The escape speed is the minimum speed an object needs to escape the gravitational attraction of a massive body. In this case, the object is an electron launched from the surface of a charged plastic sphere.

The escape speed can be calculated using the formula:

v = √(2GM/r)

where v is the escape speed, G is the gravitational constant, M is the mass of the plastic sphere, and r is the distance from the center of the sphere to the surface.

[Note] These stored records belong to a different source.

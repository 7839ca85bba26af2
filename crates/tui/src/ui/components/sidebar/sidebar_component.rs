use crossterm::event::{KeyCode, KeyEvent, MouseButton, MouseEvent, MouseEventKind};
use ratatui::{
    Frame,
    buffer::Buffer,
    layout::{Constraint, Layout, Rect},
    style::{Modifier, Style},
    text::{Line, Span},
    widgets::{Block, Borders, Paragraph, Widget},
};
use uikit_types::{Effect, Msg};

use super::{SidebarItemProps, SidebarState};
use crate::app::App;
use crate::ui::components::{Component, find_target_index_by_mouse_position};
use crate::ui::theme::{Theme, theme_helpers as th};
use crate::ui::utils::contains;

/// Rail width while expanded.
pub const EXPANDED_WIDTH: u16 = 26;
/// Rail width while collapsed: icon column only.
pub const COLLAPSED_WIDTH: u16 = 8;

const USER_NAME: &str = "John Doe";
const USER_EMAIL: &str = "johndoe@gmail.com";
const LOGO: &str = "◆ logoipsum";

/// One rail entry drawn from its props; knows nothing about the container.
pub struct SidebarItemView<'a> {
    props: SidebarItemProps<'a>,
    theme: &'a dyn Theme,
}

impl<'a> SidebarItemView<'a> {
    pub fn new(props: SidebarItemProps<'a>, theme: &'a dyn Theme) -> Self {
        Self { props, theme }
    }
}

impl Widget for SidebarItemView<'_> {
    fn render(self, area: Rect, buf: &mut Buffer) {
        let roles = self.theme.roles();
        let SidebarItemProps {
            item,
            is_active,
            is_expanded,
            is_focused,
        } = self.props;
        let style = if is_active {
            Style::default().bg(roles.accent_primary).fg(roles.text_on_accent)
        } else if is_focused {
            Style::default().bg(roles.surface_muted).fg(roles.text)
        } else {
            Style::default().fg(roles.text_secondary)
        };
        buf.set_style(area, style);

        let mut spans = vec![Span::raw("  "), Span::raw(item.icon.as_str())];
        if is_expanded {
            spans.push(Span::raw("  "));
            spans.push(Span::raw(item.label.as_str()));
        }
        let line = Line::from(spans).style(if is_focused { style.add_modifier(Modifier::BOLD) } else { style });
        buf.set_line(area.x, area.y, &line, area.width);

        if is_focused {
            buf.set_string(area.x, area.y, "▌", Style::default().fg(roles.focus));
        }
        if item.is_alert_flagged && area.width > 2 {
            buf.set_string(area.right() - 2, area.y, "●", Style::default().fg(roles.error));
        }
    }
}

/// The rail itself: header with logo and collapse toggle, the items, and
/// the user card.
#[derive(Debug, Default)]
pub struct SidebarComponent;

impl SidebarComponent {
    pub fn width(state: &SidebarState) -> u16 {
        if state.is_expanded() { EXPANDED_WIDTH } else { COLLAPSED_WIDTH }
    }

    fn activate_focused(app: &App) -> Vec<Effect> {
        let state = &app.sidebar;
        if state.toggle_focus.get() {
            return vec![Effect::SendMsg(Msg::SidebarToggled)];
        }
        state
            .focused_index()
            .and_then(|index| state.items().get(index))
            .map(|item| vec![Effect::SendMsg(Msg::SidebarItemSelected(item.label.clone()))])
            .unwrap_or_default()
    }

    /// One row per item, with a blank row between entries when there is room.
    fn item_rows(area: Rect, count: usize) -> Vec<Rect> {
        let count16 = u16::try_from(count).unwrap_or(u16::MAX);
        let spacing: u16 = if area.height >= count16.saturating_mul(2) { 1 } else { 0 };
        Layout::vertical(vec![Constraint::Length(1); count])
            .spacing(spacing)
            .split(area)
            .to_vec()
    }

    fn render_footer(&self, frame: &mut Frame, area: Rect, theme: &dyn Theme, expanded: bool) {
        let roles = theme.roles();
        let block = Block::default().borders(Borders::TOP).border_style(Style::default().fg(roles.divider));
        let inner = block.inner(area);
        frame.render_widget(block, area);

        let avatar_style = Style::default().bg(roles.surface_muted).fg(roles.text).add_modifier(Modifier::BOLD);
        let mut first = vec![Span::raw(" "), Span::styled(" JD ", avatar_style)];
        let mut second = vec![Span::raw(" "), Span::styled("    ", avatar_style)];
        if expanded {
            first.push(Span::styled(format!(" {USER_NAME}"), theme.heading_style()));
            second.push(Span::styled(format!(" {USER_EMAIL}"), theme.text_muted_style()));
        }
        frame.render_widget(Paragraph::new(vec![Line::from(first), Line::from(second)]), inner);
        if expanded && inner.width > 2 {
            let more = Rect::new(inner.right() - 2, inner.y, 1, 1);
            frame.render_widget(Paragraph::new("⋮").style(theme.text_muted_style()), more);
        }
    }
}

impl Component for SidebarComponent {
    fn handle_key_events(&mut self, app: &mut App, key: KeyEvent) -> Vec<Effect> {
        match key.code {
            KeyCode::Down => {
                if let Some(flag) = app.sidebar.cycle_focus(true) {
                    app.focus.focus(&flag);
                }
                Vec::new()
            }
            KeyCode::Up => {
                if let Some(flag) = app.sidebar.cycle_focus(false) {
                    app.focus.focus(&flag);
                }
                Vec::new()
            }
            KeyCode::Enter | KeyCode::Char(' ') => Self::activate_focused(app),
            _ => Vec::new(),
        }
    }

    fn handle_mouse_events(&mut self, app: &mut App, mouse: MouseEvent) -> Vec<Effect> {
        let (column, row) = (mouse.column, mouse.row);
        let hit = {
            let state = &app.sidebar;
            find_target_index_by_mouse_position(&state.last_area, &state.per_item_areas, column, row)
        };
        match mouse.kind {
            MouseEventKind::Moved => {
                app.sidebar.hovered_index = hit;
                Vec::new()
            }
            MouseEventKind::Down(MouseButton::Left) => {
                if contains(app.sidebar.toggle_area, column, row) {
                    let flag = app.sidebar.toggle_focus.clone();
                    app.focus.focus(&flag);
                    return vec![Effect::SendMsg(Msg::SidebarToggled)];
                }
                let Some(index) = hit else {
                    return Vec::new();
                };
                if let Some(flag) = app.sidebar.item_focus_flags.get(index).cloned() {
                    app.focus.focus(&flag);
                }
                app.sidebar
                    .items()
                    .get(index)
                    .map(|item| vec![Effect::SendMsg(Msg::SidebarItemSelected(item.label.clone()))])
                    .unwrap_or_default()
            }
            _ => Vec::new(),
        }
    }

    fn render(&mut self, frame: &mut Frame, area: Rect, app: &mut App) {
        let theme = &*app.ctx.theme;
        let roles = theme.roles();
        let expanded = app.sidebar.is_expanded();
        let any_focused = app.sidebar.toggle_focus.get() || app.sidebar.focused_index().is_some();

        let block = th::block(theme, None, any_focused).style(Style::default().bg(roles.surface).fg(roles.text));
        let inner = block.inner(area);
        frame.render_widget(block, area);

        let layout = self.get_preferred_layout(app, inner);
        let (header, items_area, footer) = (layout[0], layout[1], layout[2]);

        let [logo_area, toggle_area] = Layout::horizontal([Constraint::Min(0), Constraint::Length(5)]).areas(header);
        if expanded {
            let logo_row = Rect::new(logo_area.x, logo_area.y + 1, logo_area.width, 1);
            frame.render_widget(
                Paragraph::new(format!(" {LOGO}")).style(theme.accent_emphasis_style()),
                logo_row,
            );
        }
        let chevron = if expanded { "«" } else { "»" };
        th::render_button(
            frame,
            toggle_area,
            chevron,
            theme,
            th::ButtonRenderOptions::variant(uikit_types::ButtonVariant::Secondary, app.sidebar.toggle_focus.get()),
        );

        let rows = Self::item_rows(items_area, app.sidebar.items().len());
        for (props, row) in app.sidebar.item_props().into_iter().zip(rows.iter()) {
            frame.render_widget(SidebarItemView::new(props, theme), *row);
        }

        self.render_footer(frame, footer, theme, expanded);

        app.sidebar.last_area = area;
        app.sidebar.toggle_area = toggle_area;
        app.sidebar.per_item_areas = rows;
    }

    fn get_hint_spans(&self, app: &App) -> Vec<Span<'_>> {
        th::build_hint_spans(
            &*app.ctx.theme,
            &[(" Enter", " Select "), (" ↑/↓", " Navigate "), (" Ctrl+B", " Collapse ")],
        )
    }

    fn get_preferred_layout(&self, _app: &App, area: Rect) -> Vec<Rect> {
        Layout::vertical([
            Constraint::Length(3), // Logo + toggle
            Constraint::Min(1),    // Items
            Constraint::Length(3), // User card
        ])
        .split(area)
        .to_vec()
    }
}

#[cfg(test)]
mod tests {
    use ratatui::buffer::Buffer;
    use uikit_types::NavigationItem;

    use super::*;
    use crate::ui::theme::dark::DarkTheme;

    fn row_text(buf: &Buffer, y: u16) -> String {
        (0..buf.area.width).map(|x| buf[(x, y)].symbol().to_string()).collect()
    }

    #[test]
    fn item_view_hides_label_when_collapsed() {
        let theme = DarkTheme::default();
        let item = NavigationItem::new("◫", "Dashboard").flagged();
        let area = Rect::new(0, 0, 20, 1);

        let mut buf = Buffer::empty(area);
        let props = SidebarItemProps {
            item: &item,
            is_active: true,
            is_expanded: true,
            is_focused: false,
        };
        SidebarItemView::new(props, &theme).render(area, &mut buf);
        let text = row_text(&buf, 0);
        assert!(text.contains("Dashboard"));
        assert!(text.contains('●'));
        assert_eq!(buf[(5, 0)].bg, theme.roles().accent_primary);

        let mut buf = Buffer::empty(area);
        SidebarItemView::new(
            SidebarItemProps {
                is_expanded: false,
                is_active: false,
                ..props
            },
            &theme,
        )
        .render(area, &mut buf);
        assert!(!row_text(&buf, 0).contains("Dashboard"));
    }

    #[test]
    fn rows_use_spacing_only_when_room() {
        let tall = SidebarComponent::item_rows(Rect::new(0, 0, 10, 16), 8);
        assert_eq!(tall[1].y, 2);
        let short = SidebarComponent::item_rows(Rect::new(0, 0, 10, 9), 8);
        assert_eq!(short[1].y, 1);
    }
}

To find M, we need to first calculate the charge of the sphere. The charge Q can be found using the formula:

Q = CV

where C is the capacitance of the sphere and V is the voltage applied to it.

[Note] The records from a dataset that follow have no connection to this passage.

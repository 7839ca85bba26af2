/// A single entry in a navigation rail.
///
/// Created once when the view is defined and never mutated afterwards.
#[derive(Debug, Clone, PartialEq, Eq)]
pub struct NavigationItem {
    /// Text shown next to the icon; also the selection key.
    pub label: String,
    /// Glyph rendered in the rail. Prefer single-width symbols.
    pub icon: String,
    /// Draws an alert dot on the entry.
    pub is_alert_flagged: bool,
}

impl NavigationItem {
    pub fn new(icon: impl Into<String>, label: impl Into<String>) -> Self {
        Self {
            label: label.into(),
            icon: icon.into(),
            is_alert_flagged: false,
        }
    }

    /// Marks the entry with an alert dot.
    pub fn flagged(mut self) -> Self {
        self.is_alert_flagged = true;
        self
    }
}

/// A static command listed in the command palette.
#[derive(Debug, Clone, PartialEq, Eq)]
pub struct CommandEntry {
    pub name: String,
    pub shortcut: String,
}

impl CommandEntry {
    pub fn new(name: impl Into<String>, shortcut: impl Into<String>) -> Self {
        Self {
            name: name.into(),
            shortcut: shortcut.into(),
        }
    }
}
mod landing_component;
mod state;

pub use landing_component::LandingComponent;
pub use state::{FEATURES, LandingControl, LandingState};
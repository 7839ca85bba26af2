mod auth_component;
mod state;

pub use auth_component::AuthComponent;
pub use state::{AuthControl, AuthField, AuthFormState};
mod data;
mod portfolio_component;
mod state;

pub use data::*;
pub use portfolio_component::PortfolioComponent;
pub use state::{PortfolioPage, PortfolioState};
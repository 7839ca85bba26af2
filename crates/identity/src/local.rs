use std::time::Duration;

use async_trait::async_trait;
use chrono::Utc;
use indexmap::IndexMap;
use once_cell::sync::Lazy;
use regex::Regex;
use tokio::sync::Mutex;
use tracing::{debug, info};
use uikit_types::{OAuthStrategy, Session, SignUpDetails, UserIdentity};

use crate::{IdentityError, IdentityProvider};

/// Minimum accepted password length for new accounts.
pub const MIN_PASSWORD_LEN: usize = 8;

/// Simulated round-trip applied to every call so loading states are visible.
const DEFAULT_LATENCY: Duration = Duration::from_millis(350);

static EMAIL_PATTERN: Lazy<Regex> = Lazy::new(|| Regex::new(r"^[^@\s]+@[^@\s]+\.[^@\s]+$").expect("valid email regex"));

#[derive(Debug, Clone)]
struct Account {
    user: UserIdentity,
    /// `None` for accounts created through a third party; those never accept
    /// a password sign-in.
    password: Option<String>,
}

#[derive(Debug, Default)]
struct LocalState {
    /// Accounts keyed by lowercase email.
    accounts: IndexMap<String, Account>,
    session: Option<Session>,
    next_id: u64,
}

impl LocalState {
    fn next_id(&mut self, prefix: &str) -> String {
        self.next_id += 1;
        format!("{prefix}_{:04}", self.next_id)
    }

    fn start_session(&mut self, user: UserIdentity, method: &str) -> Session {
        let session = Session {
            id: self.next_id("sess"),
            user,
            method: method.to_string(),
            created_at: Utc::now(),
        };
        self.session = Some(session.clone());
        session
    }

    fn insert_account(&mut self, first_name: &str, last_name: &str, email: &str, password: Option<&str>) -> UserIdentity {
        let user = UserIdentity {
            id: self.next_id("user"),
            first_name: first_name.to_string(),
            last_name: last_name.to_string(),
            email: email.to_string(),
        };
        self.accounts.insert(
            email.to_ascii_lowercase(),
            Account {
                user: user.clone(),
                password: password.map(str::to_string),
            },
        );
        user
    }
}

/// In-memory identity provider.
///
/// Seeded with `john@example.com` / `password123`. Accounts created through
/// [`IdentityProvider::sign_up`] last until the process exits.
#[derive(Debug)]
pub struct LocalIdentityProvider {
    latency: Duration,
    oauth_enabled: bool,
    state: Mutex<LocalState>,
}

impl LocalIdentityProvider {
    pub fn new(publishable_key: impl Into<String>) -> Self {
        let publishable_key = publishable_key.into();
        let mode = if publishable_key.starts_with("pk_live_") { "live" } else { "test" };
        debug!(mode, "local identity provider ready");
        let mut state = LocalState::default();
        state.insert_account("John", "Doe", "john@example.com", Some("password123"));
        Self {
            latency: DEFAULT_LATENCY,
            oauth_enabled: true,
            state: Mutex::new(state),
        }
    }

    /// Overrides the simulated round-trip.
    pub fn with_latency(mut self, latency: Duration) -> Self {
        self.latency = latency;
        self
    }

    /// Rejects every OAuth attempt.
    pub fn without_oauth(mut self) -> Self {
        self.oauth_enabled = false;
        self
    }

    /// Starts with an active session for the seeded account.
    pub fn signed_in(mut self) -> Self {
        let state = self.state.get_mut();
        if let Some(account) = state.accounts.get("john@example.com").cloned() {
            state.start_session(account.user, "password");
        }
        self
    }

    async fn round_trip(&self) {
        if !self.latency.is_zero() {
            tokio::time::sleep(self.latency).await;
        }
    }
}

fn validate_sign_up(details: &SignUpDetails) -> Result<(), IdentityError> {
    if details.first_name.trim().is_empty() {
        return Err(IdentityError::MissingField("first name"));
    }
    if details.last_name.trim().is_empty() {
        return Err(IdentityError::MissingField("last name"));
    }
    let email = details.email.trim();
    if email.is_empty() {
        return Err(IdentityError::MissingField("email"));
    }
    if !EMAIL_PATTERN.is_match(email) {
        return Err(IdentityError::InvalidEmail(email.to_string()));
    }
    if details.password.chars().count() < MIN_PASSWORD_LEN {
        return Err(IdentityError::PasswordTooShort(MIN_PASSWORD_LEN));
    }
    Ok(())
}

#[async_trait]
impl IdentityProvider for LocalIdentityProvider {
    async fn current_session(&self) -> Result<Option<Session>, IdentityError> {
        self.round_trip().await;
        Ok(self.state.lock().await.session.clone())
    }

    async fn sign_in(&self, email: &str, password: &str) -> Result<Session, IdentityError> {
        self.round_trip().await;
        let mut state = self.state.lock().await;
        let account = state
            .accounts
            .get(&email.trim().to_ascii_lowercase())
            .filter(|account| account.password.as_deref() == Some(password))
            .cloned()
            .ok_or(IdentityError::InvalidCredentials)?;
        info!(user = %account.user.id, "password sign-in");
        Ok(state.start_session(account.user, "password"))
    }

    async fn sign_up(&self, details: &SignUpDetails) -> Result<Session, IdentityError> {
        self.round_trip().await;
        validate_sign_up(details)?;
        let email = details.email.trim();
        let mut state = self.state.lock().await;
        if state.accounts.contains_key(&email.to_ascii_lowercase()) {
            return Err(IdentityError::AccountExists(email.to_string()));
        }
        let user = state.insert_account(details.first_name.trim(), details.last_name.trim(), email, Some(&details.password));
        info!(user = %user.id, "account created");
        Ok(state.start_session(user, "password"))
    }

    async fn authenticate_with_oauth(&self, strategy: OAuthStrategy) -> Result<Session, IdentityError> {
        self.round_trip().await;
        if !self.oauth_enabled {
            return Err(IdentityError::OAuthUnavailable(strategy));
        }
        let email = format!("{}@oauth.example.com", strategy.strategy_id());
        let mut state = self.state.lock().await;
        let existing = state.accounts.get(&email).map(|account| account.user.clone());
        let user = match existing {
            Some(user) => user,
            None => state.insert_account(strategy.label(), "User", &email, None),
        };
        debug!(%strategy, user = %user.id, "oauth sign-in");
        Ok(state.start_session(user, strategy.strategy_id()))
    }

    async fn sign_out(&self) -> Result<(), IdentityError> {
        self.round_trip().await;
        let mut state = self.state.lock().await;
        match state.session.take() {
            Some(session) => {
                info!(session = %session.id, "signed out");
                Ok(())
            }
            None => Err(IdentityError::NoSession),
        }
    }
}

#[cfg(test)]
mod tests {
    use super::*;

    fn provider() -> LocalIdentityProvider {
        LocalIdentityProvider::new("pk_test_local").with_latency(Duration::ZERO)
    }

    fn details(email: &str, password: &str) -> SignUpDetails {
        SignUpDetails {
            first_name: "Ada".into(),
            last_name: "Lovelace".into(),
            email: email.into(),
            password: password.into(),
        }
    }

    #[tokio::test]
    async fn starts_without_a_session() {
        assert_eq!(provider().current_session().await, Ok(None));
    }

    #[tokio::test]
    async fn signed_in_builder_activates_seed_account() {
        let provider = provider().signed_in();
        let session = provider.current_session().await.expect("lookup").expect("session");
        assert_eq!(session.user.email, "john@example.com");
    }

    #[tokio::test]
    async fn sign_in_accepts_seed_account_case_insensitively() {
        let provider = provider();
        let session = provider.sign_in(" John@Example.com ", "password123").await.expect("sign in");
        assert_eq!(session.user.display_name(), "John Doe");
        assert_eq!(session.method, "password");
        assert_eq!(provider.current_session().await, Ok(Some(session)));
    }

    #[tokio::test]
    async fn sign_in_rejects_wrong_password_and_unknown_email() {
        let provider = provider();
        assert_eq!(
            provider.sign_in("john@example.com", "nope").await,
            Err(IdentityError::InvalidCredentials)
        );
        assert_eq!(
            provider.sign_in("ghost@example.com", "password123").await,
            Err(IdentityError::InvalidCredentials)
        );
        assert_eq!(provider.current_session().await, Ok(None));
    }

    #[tokio::test]
    async fn sign_up_creates_account_and_session() {
        let provider = provider();
        let session = provider.sign_up(&details("ada@example.com", "analytical")).await.expect("sign up");
        assert_eq!(session.user.first_name, "Ada");
        provider.sign_out().await.expect("sign out");
        let again = provider.sign_in("ada@example.com", "analytical").await.expect("sign in");
        assert_eq!(again.user.id, session.user.id);
        assert_ne!(again.id, session.id);
    }

    #[tokio::test]
    async fn sign_up_validates_input() {
        let provider = provider();
        assert_eq!(
            provider.sign_up(&details("not-an-email", "analytical")).await,
            Err(IdentityError::InvalidEmail("not-an-email".into()))
        );
        assert_eq!(
            provider.sign_up(&details("ada@example.com", "short")).await,
            Err(IdentityError::PasswordTooShort(MIN_PASSWORD_LEN))
        );
        let mut missing = details("ada@example.com", "analytical");
        missing.first_name.clear();
        assert_eq!(provider.sign_up(&missing).await, Err(IdentityError::MissingField("first name")));
        assert_eq!(
            provider.sign_up(&details("JOHN@example.com", "analytical")).await,
            Err(IdentityError::AccountExists("JOHN@example.com".into()))
        );
    }

    #[tokio::test]
    async fn oauth_reuses_account_per_strategy() {
        let provider = provider();
        let first = provider.authenticate_with_oauth(OAuthStrategy::GitHub).await.expect("oauth");
        let second = provider.authenticate_with_oauth(OAuthStrategy::GitHub).await.expect("oauth");
        assert_eq!(first.user.id, second.user.id);
        assert_eq!(first.method, "oauth_github");
    }

    #[tokio::test]
    async fn oauth_accounts_reject_password_sign_in() {
        let provider = provider();
        let session = provider.authenticate_with_oauth(OAuthStrategy::GitHub).await.expect("oauth");
        provider.sign_out().await.expect("sign out");
        assert_eq!(
            provider.sign_in(&session.user.email, "").await,
            Err(IdentityError::InvalidCredentials)
        );
        assert_eq!(
            provider.sign_in(&session.user.email, "anything").await,
            Err(IdentityError::InvalidCredentials)
        );
        assert_eq!(provider.current_session().await, Ok(None));
    }

    #[tokio::test]
    async fn oauth_can_be_disabled() {
        let provider = provider().without_oauth();
        assert_eq!(
            provider.authenticate_with_oauth(OAuthStrategy::Google).await,
            Err(IdentityError::OAuthUnavailable(OAuthStrategy::Google))
        );
    }

    #[tokio::test]
    async fn sign_out_without_session_is_an_error() {
        assert_eq!(provider().sign_out().await, Err(IdentityError::NoSession));
    }
}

Assuming the sphere is a perfect conductor and has a uniform charge distribution, the capacitance can be calculated using:

C = 4πεr² / (1 - (b/a)²)

where ε is the permittivity of free space, r is the radius of the sphere, and a and b are the radii of two concentric spheres that enclose the charged sphere. Since the sphere is charged to 11 nC, we can assume that V = 11 nC / C.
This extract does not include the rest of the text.